KANAL³ | Gezi Timi | Yeni Bölüm (2.)

Kubi-Lay

Konu Sahibi
Favori Üye
Katılım
26 Aralık 2011
Mesajlar
1,297
Reaksiyon puanı
98
Puanı
174
Konum
Berlin



‘Gezi Timi’ – 2.Bölüm
Bölümün Adı: 'Müdahale'

[Sahne 1]
(31 Mayıs 2013. Saat 13. Gezi Parkı boşaltılmıştır. Göstericilerin çadırları ya yıkılmış, yakılmıştır. Polis, Gezi Parkı'nın etrafını ve böylece Taksim Meydanı'nı da trafiğe kapatmıştır. Bu alana hiç kimsenin girilmesine izin verilmemektedir.)

[Sahne 2]
(31 Mayıs 2013. Saat sabah 8'dir. İbrahim, çoktan kalkmış, televizyon karşısında kahvaltısını yapar. Nöbetine az bir zaman kalmıştır, az sonra çıkması gerek.)

[İbrahim] (Haber kanalı açar ve izlemeye başlar. Gezi Parkı'ndan hiç bir haber gelmeyince bir an sevinir çünkü böylece nöbet zor geçmeyeceğini sanar.)
[Barış] (Odasından İbrahim'in yanına fırlar) Abi, baksana Tivitır'da polis takviyesi yapıldığını yazıyorlar.
[İbrahim] Nereye takviye?
[Barış] Gezi Parkı'na.
[İbrahim] Gezi Parkı'na?
[Barış] Gezi Parkı'na!
[İbrahim] (Şaşırmıştır) E tamam da, televizyonda hiç öyle bir şey demiyorlar.
[Barış] Abi, televizyon devri bitti. Artık Tivitır, Feysbuk devri. Gerçek haberler orada. (Telefonunun ekranını gösterir İbrahim'e) Bak! Okusana bi.
[İbrahim] (Tivit'i okur) İstanbul ve İstanbul çevresinden gelen milyonlarca kişi devrim gerçekleştirmek için ilk önce Bomonti'ye, oradan da Taksim'e gitti. (Barış'a bakar) Bir saniye... (Pencereye gidip, dışarıya bakar)
[Barış] (Telefona bakarak) Hangi dingil yazdı lan bu yalanı!?
[İbrahim] (Yine kanepeye oturur, Barış'ın yanına) Yani, camdan baktım. Eğer o Bomonti bu Bomonti'yse, o haber yalan haber kardeşim. (Sırıtır ve kahvaltısına devam eder)
[Barış] (Odasına gider) Neyse, hadi iyi geceler o zaman.
[İbrahim] Şşşt! Beni kim sürecek görev yerime?
[Barış] Taksiye bin.
[İbrahim] Olmaz, hadi üstünü giy.
[Barış] Ya of ya, ne zaman alacaksın ehliyetini ya. (Odasına girip, kapıyı kapatır.)

[Sahne 3]
(Barış, İbrahim'i arabayla Taksim'e bıraktıktan sonra polis kontrolüne takılır.)

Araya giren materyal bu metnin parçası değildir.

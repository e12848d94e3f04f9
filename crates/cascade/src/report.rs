//! Structured result of a delete batch.
//!
//! The report is pure aggregation: it never touches the store. Reason
//! strings are carried verbatim from the outcomes so callers can display
//! them as they are.

use crate::domain::{DeleteOutcome, ObjectKind, ObjectRef};
use chrono::{DateTime, Utc};
use serde::Serialize;
use std::collections::BTreeMap;

/// Coarse status of one reported object.
///
/// There is no separate not-found status: a requested object that does not
/// exist is reported as [`ReportStatus::Retained`] with reason `not found`,
/// so resubmitting a finished batch reports nothing as failed.
#[derive(Debug, Clone, Copy, PartialEq, Eq, Hash, Serialize)]
pub enum ReportStatus {
    /// Deleted with all its edges
    Deleted,
    /// Left in place
    Retained,
    /// Not permitted
    Denied,
    /// Store failure
    Failed,
}

impl From<&DeleteOutcome> for ReportStatus {
    fn from(outcome: &DeleteOutcome) -> Self {
        match outcome {
            DeleteOutcome::Deleted => Self::Deleted,
            DeleteOutcome::Retained(_) => Self::Retained,
            DeleteOutcome::Denied(_) => Self::Denied,
            DeleteOutcome::Failed(_) => Self::Failed,
        }
    }
}

/// One line of the report.
#[derive(Debug, Clone, PartialEq, Eq, Serialize)]
pub struct ReportEntry {
    /// Object type
    #[serde(rename = "type")]
    pub kind: ObjectKind,

    /// Object id
    pub id: i64,

    /// Coarse status
    pub status: ReportStatus,

    /// Reason, empty for deleted objects
    pub reason: String,
}

impl ReportEntry {
    fn new(object: ObjectRef, outcome: &DeleteOutcome) -> Self {
        Self {
            kind: object.kind,
            id: object.id,
            status: ReportStatus::from(outcome),
            reason: outcome.reason(),
        }
    }

    /// Identity of the reported object
    #[must_use]
    pub fn object(&self) -> ObjectRef {
        ObjectRef::new(self.kind, self.id)
    }
}

/// Number of objects per status.
#[derive(Debug, Clone, Copy, Default, PartialEq, Eq, Serialize)]
pub struct ReportSummary {
    /// Deleted objects
    pub deleted: usize,
    /// Retained objects
    pub retained: usize,
    /// Denied objects
    pub denied: usize,
    /// Failed objects
    pub failed: usize,
}

impl ReportSummary {
    fn count(&mut self, status: ReportStatus) {
        match status {
            ReportStatus::Deleted => self.deleted += 1,
            ReportStatus::Retained => self.retained += 1,
            ReportStatus::Denied => self.denied += 1,
            ReportStatus::Failed => self.failed += 1,
        }
    }

    /// Total number of reported objects
    #[must_use]
    pub fn total(&self) -> usize {
        self.deleted + self.retained + self.denied + self.failed
    }
}

/// Final report of a delete batch.
#[derive(Debug, Clone, Serialize)]
#[serde(rename_all = "camelCase")]
pub struct DeleteReport {
    entries: Vec<ReportEntry>,
    summary: ReportSummary,
    started_at: DateTime<Utc>,
    finished_at: DateTime<Utc>,
    #[serde(skip)]
    outcomes: BTreeMap<ObjectRef, DeleteOutcome>,
}

impl DeleteReport {
    /// Entries: requested roots in request order, then the remaining
    /// objects in `(type, id)` order
    #[must_use]
    pub fn entries(&self) -> &[ReportEntry] {
        &self.entries
    }

    /// Outcome of one object, `None` if it was not touched
    #[must_use]
    pub fn outcome(&self, object: &ObjectRef) -> Option<&DeleteOutcome> {
        self.outcomes.get(object)
    }

    /// All outcomes keyed by object
    #[must_use]
    pub fn outcomes(&self) -> &BTreeMap<ObjectRef, DeleteOutcome> {
        &self.outcomes
    }

    /// Counts per status
    #[must_use]
    pub fn summary(&self) -> ReportSummary {
        self.summary
    }

    /// When processing started
    #[must_use]
    pub fn started_at(&self) -> DateTime<Utc> {
        self.started_at
    }

    /// When processing finished
    #[must_use]
    pub fn finished_at(&self) -> DateTime<Utc> {
        self.finished_at
    }

    /// Number of reported objects
    #[must_use]
    pub fn len(&self) -> usize {
        self.entries.len()
    }

    /// Returns `true` if no object was reported
    #[must_use]
    pub fn is_empty(&self) -> bool {
        self.entries.is_empty()
    }

    /// Returns `true` if every reported object was deleted
    #[must_use]
    pub fn is_complete(&self) -> bool {
        self.summary.deleted == self.summary.total()
    }

    /// Serialize the report as pretty-printed JSON.
    ///
    /// # Errors
    ///
    /// Returns an error if serialization fails.
    pub fn to_json(&self) -> serde_json::Result<String> {
        serde_json::to_string_pretty(self)
    }
}

/// Collects outcomes while a batch is processed.
#[derive(Debug)]
pub struct ReportBuilder {
    roots: Vec<ObjectRef>,
    outcomes: BTreeMap<ObjectRef, DeleteOutcome>,
    started_at: DateTime<Utc>,
}

impl ReportBuilder {
    /// Start a report for roots in request order
    #[must_use]
    pub fn new(roots: Vec<ObjectRef>) -> Self {
        Self {
            roots,
            outcomes: BTreeMap::new(),
            started_at: Utc::now(),
        }
    }

    /// Replace the requested roots listed first in the report
    pub fn set_roots(&mut self, roots: Vec<ObjectRef>) {
        self.roots = roots;
    }

    /// Record the outcome of one object, replacing any earlier one.
    pub fn record(&mut self, object: ObjectRef, outcome: DeleteOutcome) {
        self.outcomes.insert(object, outcome);
    }

    /// Outcome recorded so far for an object
    #[must_use]
    pub fn get(&self, object: &ObjectRef) -> Option<&DeleteOutcome> {
        self.outcomes.get(object)
    }

    /// Order the entries and stamp the finish time
    #[must_use]
    pub fn finish(self) -> DeleteReport {
        let mut entries = Vec::with_capacity(self.outcomes.len());
        let mut summary = ReportSummary::default();
        let mut listed = std::collections::BTreeSet::new();

        let roots = self.roots.iter().filter(|root| self.outcomes.contains_key(*root));
        let rest = self.outcomes.keys().filter(|object| !self.roots.contains(*object));
        for object in roots.chain(rest) {
            if !listed.insert(*object) {
                continue;
            }
            let entry = ReportEntry::new(*object, &self.outcomes[object]);
            summary.count(entry.status);
            entries.push(entry);
        }

        DeleteReport {
            entries,
            summary,
            started_at: self.started_at,
            finished_at: Utc::now(),
            outcomes: self.outcomes,
        }
    }
}

impl Extend<(ObjectRef, DeleteOutcome)> for ReportBuilder {
    fn extend<T: IntoIterator<Item = (ObjectRef, DeleteOutcome)>>(&mut self, outcomes: T) {
        for (object, outcome) in outcomes {
            self.record(object, outcome);
        }
    }
}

[Polis memuru] Kimlikle ehliyetinizi çıkartın lütfen.
[Barış] (Ehliyetini verir memura ancak kimliğini bulamaz. Evden pijamayla çıktığı için üstünde cüzdanı da yoktur zaten...) Eee, kimlik yok yanımda.
[Polis memuru] Nereden geliyorsunuz?
[Barış] Muğla.
[Polis memuru] Araba 34 plaka?
[Barış] Ha yok, Bomonti'de oturuyorum. Aslen Muğla.
[Polis memuru] Dalga mı geçiyorsun kardeşim?
[Barış] (Cevap vermemeyi tercih eder)
[Polis memuru] Şuan nereden geliyorsun?
[Barış] Taksim'in üstünden.
[Polis memuru] Ne işin var senin orada?
[Barış] (Kafa sesi: Ne saçma sorular bunlar be. Sizin personelinizi götürdüm oraya be, doğru konuş benimle.) Bir arkadaşı bıraktım oraya.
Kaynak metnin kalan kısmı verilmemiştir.